-- Opening Marker --

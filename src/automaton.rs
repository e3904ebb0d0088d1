use std::{fmt::Debug, hash::Hash};

use tracing::trace;

use crate::prelude::*;

/// Bound for the types that are used as states of an automaton. Component machines use small
/// enums, products use [`ProductIndex`] pairs.
pub trait StateIndex: Copy + Eq + Ord + Hash + Debug + Show {}

impl<T: Copy + Eq + Ord + Hash + Debug + Show> StateIndex for T {}

/// A deterministic finite automaton. Implementors provide a finite set of states, a designated
/// initial state, a successor function that is total over the [`CharAlphabet`] and a predicate
/// telling whether a state is accepting.
///
/// The successor function may only return `None` for symbols that are not in the alphabet,
/// all other (state, symbol) pairs must lead to exactly one state from [`Self::state_indices`].
/// [`Self::verify_deterministic`] checks this exhaustively.
///
/// Nothing in this trait takes `&mut self`, an automaton is fixed once it has been built and
/// can be shared between any number of runs.
pub trait Deterministic {
    /// The type of states.
    type StateIndex: StateIndex;

    /// Returns the alphabet over which the automaton reads.
    fn alphabet(&self) -> &CharAlphabet;

    /// Iterates over all states of the automaton.
    fn state_indices(&self) -> impl Iterator<Item = Self::StateIndex> + '_;

    /// The state in which every run starts.
    fn initial(&self) -> Self::StateIndex;

    /// Returns the state that is reached from `state` on `symbol`, or `None` if `symbol`
    /// is not part of the alphabet.
    fn successor(&self, state: Self::StateIndex, symbol: char) -> Option<Self::StateIndex>;

    /// Returns true if `state` is accepting.
    fn is_accepting(&self, state: Self::StateIndex) -> bool;

    /// Like [`Self::successor`], but reports symbols outside of the alphabet as an
    /// [`AutomatonError::UnrecognizedSymbol`].
    fn step(
        &self,
        state: Self::StateIndex,
        symbol: char,
    ) -> Result<Self::StateIndex, AutomatonError> {
        self.successor(state, symbol)
            .ok_or(AutomatonError::UnrecognizedSymbol {
                symbol,
                position: None,
            })
    }

    /// Returns the number of states.
    fn size(&self) -> usize {
        self.state_indices().count()
    }

    /// Iterates over the accepting states.
    fn accepting_states(&self) -> impl Iterator<Item = Self::StateIndex> + '_ {
        self.state_indices().filter(move |q| self.is_accepting(*q))
    }

    /// Runs `word` from the initial state, see [`crate::run::run`].
    fn run<W>(&self, word: W) -> Result<RunResult<Self::StateIndex>, AutomatonError>
    where
        Self: Sized,
        W: IntoIterator<Item = char>,
    {
        crate::run::run(self, word)
    }

    /// Returns whether the automaton accepts `word`.
    fn accepts<W>(&self, word: W) -> Result<bool, AutomatonError>
    where
        Self: Sized,
        W: IntoIterator<Item = char>,
    {
        self.run(word).map(|result| result.accepted())
    }

    /// Verifies that the initial state is a state of the automaton and that every
    /// state has precisely one successor on every symbol, which is again a state of
    /// the automaton.
    fn verify_deterministic(&self) -> Result<(), AutomatonError> {
        let states: crate::Set<_> = self.state_indices().collect();
        if !states.contains(&self.initial()) {
            return Err(TableDefect::UndeclaredState(self.initial().show()).into());
        }
        if self.alphabet().is_empty() {
            return Err(TableDefect::EmptyAlphabet.into());
        }
        for state in self.state_indices() {
            for symbol in self.alphabet().universe() {
                let Some(target) = self.successor(state, symbol) else {
                    return Err(TableDefect::Missing {
                        state: state.show(),
                        symbol,
                    }
                    .into());
                };
                if !states.contains(&target) {
                    return Err(TableDefect::UndeclaredState(target.show()).into());
                }
            }
        }
        trace!(
            "verified {} states over {} to be deterministic",
            states.len(),
            self.alphabet()
        );
        Ok(())
    }

    /// Computes the intersection of `self` with `other` through the product construction.
    fn intersection<R: Deterministic>(self, other: R) -> Result<Product<Self, R>, AutomatonError>
    where
        Self: Sized,
    {
        Product::build(self, other, Combinator::And)
    }

    /// Computes the union of `self` with `other` through the product construction.
    fn union<R: Deterministic>(self, other: R) -> Result<Product<Self, R>, AutomatonError>
    where
        Self: Sized,
    {
        Product::build(self, other, Combinator::Or)
    }

    /// Builds a product accepting the words that precisely one of `self` and `other` accepts.
    fn symmetric_difference<R: Deterministic>(
        self,
        other: R,
    ) -> Result<Product<Self, R>, AutomatonError>
    where
        Self: Sized,
    {
        Product::build(self, other, Combinator::Xor)
    }

    /// Builds a product accepting the words that `self` accepts and `other` rejects.
    fn difference<R: Deterministic>(self, other: R) -> Result<Product<Self, R>, AutomatonError>
    where
        Self: Sized,
    {
        Product::build(self, other, Combinator::Difference)
    }
}

impl<D: Deterministic> Deterministic for &D {
    type StateIndex = D::StateIndex;

    fn alphabet(&self) -> &CharAlphabet {
        D::alphabet(self)
    }

    fn state_indices(&self) -> impl Iterator<Item = Self::StateIndex> + '_ {
        D::state_indices(self)
    }

    fn initial(&self) -> Self::StateIndex {
        D::initial(self)
    }

    fn successor(&self, state: Self::StateIndex, symbol: char) -> Option<Self::StateIndex> {
        D::successor(self, state, symbol)
    }

    fn is_accepting(&self, state: Self::StateIndex) -> bool {
        D::is_accepting(self, state)
    }
}
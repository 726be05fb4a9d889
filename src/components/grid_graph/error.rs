/// Errors raised while validating a graph or rendering its edges.
#[derive(Debug, Clone, PartialEq, thiserror::Error)]
pub enum GraphError {
	/// The graph has no nodes, so it has no bounding box.
	#[error("graph has no nodes; bounds are undefined")]
	EmptyGraph,
	/// Two nodes share the same id.
	#[error("duplicate node id: {id}")]
	DuplicateNode {
		/// The repeated id.
		id: String,
	},
	/// A node has a NaN or infinite coordinate.
	#[error("node {id} has a non-finite coordinate")]
	NonFiniteCoordinate {
		/// The offending node.
		id: String,
	},
	/// An edge endpoint names a node that is not in the graph.
	#[error("edge references unknown node: {id}")]
	UnknownNode {
		/// The id that failed to resolve.
		id: String,
	},
	/// Graph JSON could not be parsed.
	#[error("invalid graph json: {0}")]
	InvalidJson(String),
}

/// Result alias for graph operations.
pub type Result<T> = std::result::Result<T, GraphError>;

-- Closing Marker --

Go through the records and print each one exactly.

Result for this exercise -
filename src/automaton.rs
repository e3904ebb0d0088d1
use std::{fmt::Debug, hash::Hash};

use tracing::trace;

use crate::prelude::*;

/// Bound for the types that are used as states of an automaton. Component machines use small
/// enums, products use [`ProductIndex`] pairs.
pub trait StateIndex: Copy + Eq + Ord + Hash + Debug + Show {}

impl<T: Copy + Eq + Ord + Hash + Debug + Show> StateIndex for T {}

/// A deterministic finite automaton. Implementors provide a finite set of states, a designated
/// initial state, a successor function that is total over the [`CharAlphabet`] and a predicate
/// telling whether a state is accepting.
///
/// The successor function may only return `None` for symbols that are not in the alphabet,
/// all other (state, symbol) pairs must lead to exactly one state from [`Self::state_indices`].
/// [`Self::verify_deterministic`] checks this exhaustively.
///
/// Nothing in this trait takes `&mut self`, an automaton is fixed once it has been built and
/// can be shared between any number of runs.
pub trait Deterministic {
    /// The type of states.
    type StateIndex: StateIndex;

    /// Returns the alphabet over which the automaton reads.
    fn alphabet(&self) -> &CharAlphabet;

    /// Iterates over all states of the automaton.
    fn state_indices(&self) -> impl Iterator<Item = Self::StateIndex> + '_;

    /// The state in which every run starts.
    fn initial(&self) -> Self::StateIndex;

    /// Returns the state that is reached from `state` on `symbol`, or `None` if `symbol`
    /// is not part of the alphabet.
    fn successor(&self, state: Self::StateIndex, symbol: char) -> Option<Self::StateIndex>;

    /// Returns true if `state` is accepting.
    fn is_accepting(&self, state: Self::StateIndex) -> bool;

    /// Like [`Self::successor`], but reports symbols outside of the alphabet as an
    /// [`AutomatonError::UnrecognizedSymbol`].
    fn step(
        &self,
        state: Self::StateIndex,
        symbol: char,
    ) -> Result<Self::StateIndex, AutomatonError> {
        self.successor(state, symbol)
            .ok_or(AutomatonError::UnrecognizedSymbol {
                symbol,
                position: None,
            })
    }

    /// Returns the number of states.
    fn size(&self) -> usize {
        self.state_indices().count()
    }

    /// Iterates over the accepting states.
    fn accepting_states(&self) -> impl Iterator<Item = Self::StateIndex> + '_ {
        self.state_indices().filter(move |q| self.is_accepting(*q))
    }

    /// Runs `word` from the initial state, see [`crate::run::run`].
    fn run<W>(&self, word: W) -> Result<RunResult<Self::StateIndex>, AutomatonError>
    where
        Self: Sized,
        W: IntoIterator<Item = char>,
    {
        crate::run::run(self, word)
    }

    /// Returns whether the automaton accepts `word`.
    fn accepts<W>(&self, word: W) -> Result<bool, AutomatonError>
    where
        Self: Sized,
        W: IntoIterator<Item = char>,
    {
        self.run(word).map(|result| result.accepted())
    }

    /// Verifies that the initial state is a state of the automaton and that every
    /// state has precisely one successor on every symbol, which is again a state of
    /// the automaton.
    fn verify_deterministic(&self) -> Result<(), AutomatonError> {
        let states: crate::Set<_> = self.state_indices().collect();
        if !states.contains(&self.initial()) {
            return Err(TableDefect::UndeclaredState(self.initial().show()).into());
        }
        if self.alphabet().is_empty() {
            return Err(TableDefect::EmptyAlphabet.into());
        }
        for state in self.state_indices() {
            for symbol in self.alphabet().universe() {
                let Some(target) = self.successor(state, symbol) else {
                    return Err(TableDefect::Missing {
                        state: state.show(),
                        symbol,
                    }
                    .into());
                };
                if !states.contains(&target) {
                    return Err(TableDefect::UndeclaredState(target.show()).into());
                }
            }
        }
        trace!(
            "verified {} states over {} to be deterministic",
            states.len(),
            self.alphabet()
        );
        Ok(())
    }

    /// Computes the intersection of `self` with `other` through the product construction.
    fn intersection<R: Deterministic>(self, other: R) -> Result<Product<Self, R>, AutomatonError>
    where
        Self: Sized,
    {
        Product::build(self, other, Combinator::And)
    }

    /// Computes the union of `self` with `other` through the product construction.
    fn union<R: Deterministic>(self, other: R) -> Result<Product<Self, R>, AutomatonError>
    where
        Self: Sized,
    {
        Product::build(self, other, Combinator::Or)
    }

    /// Builds a product accepting the words that precisely one of `self` and `other` accepts.
    fn symmetric_difference<R: Deterministic>(
        self,
        other: R,
    ) -> Result<Product<Self, R>, AutomatonError>
    where
        Self: Sized,
    {
        Product::build(self, other, Combinator::Xor)
    }

    /// Builds a product accepting the words that `self` accepts and `other` rejects.
    fn difference<R: Deterministic>(self, other: R) -> Result<Product<Self, R>, AutomatonError>
    where
        Self: Sized,
    {
        Product::build(self, other, Combinator::Difference)
    }
}

impl<D: Deterministic> Deterministic for &D {
    type StateIndex = D::StateIndex;

    fn alphabet(&self) -> &CharAlphabet {
        D::alphabet(self)
    }

    fn state_indices(&self) -> impl Iterator<Item = Self::StateIndex> + '_ {
        D::state_indices(self)
    }

    fn initial(&self) -> Self::StateIndex {
        D::initial(self)
    }

    fn successor(&self, state: Self::StateIndex, symbol: char) -> Option<Self::StateIndex> {
        D::successor(self, state, symbol)
    }

    fn is_accepting(&self, state: Self::StateIndex) -> bool {
        D::is_accepting(self, state)
    }
}
repository 726be05fb4a9d889
filename src/components/grid_graph/error.rs
/// Errors raised while validating a graph or rendering its edges.
#[derive(Debug, Clone, PartialEq, thiserror::Error)]
pub enum GraphError {
	/// The graph has no nodes, so it has no bounding box.
	#[error("graph has no nodes; bounds are undefined")]
	EmptyGraph,
	/// Two nodes share the same id.
	#[error("duplicate node id: {id}")]
	DuplicateNode {
		/// The repeated id.
		id: String,
	},
	/// A node has a NaN or infinite coordinate.
	#[error("node {id} has a non-finite coordinate")]
	NonFiniteCoordinate {
		/// The offending node.
		id: String,
	},
	/// An edge endpoint names a node that is not in the graph.
	#[error("edge references unknown node: {id}")]
	UnknownNode {
		/// The id that failed to resolve.
		id: String,
	},
	/// Graph JSON could not be parsed.
	#[error("invalid graph json: {0}")]
	InvalidJson(String),
}

/// Result alias for graph operations.
pub type Result<T> = std::result::Result<T, GraphError>;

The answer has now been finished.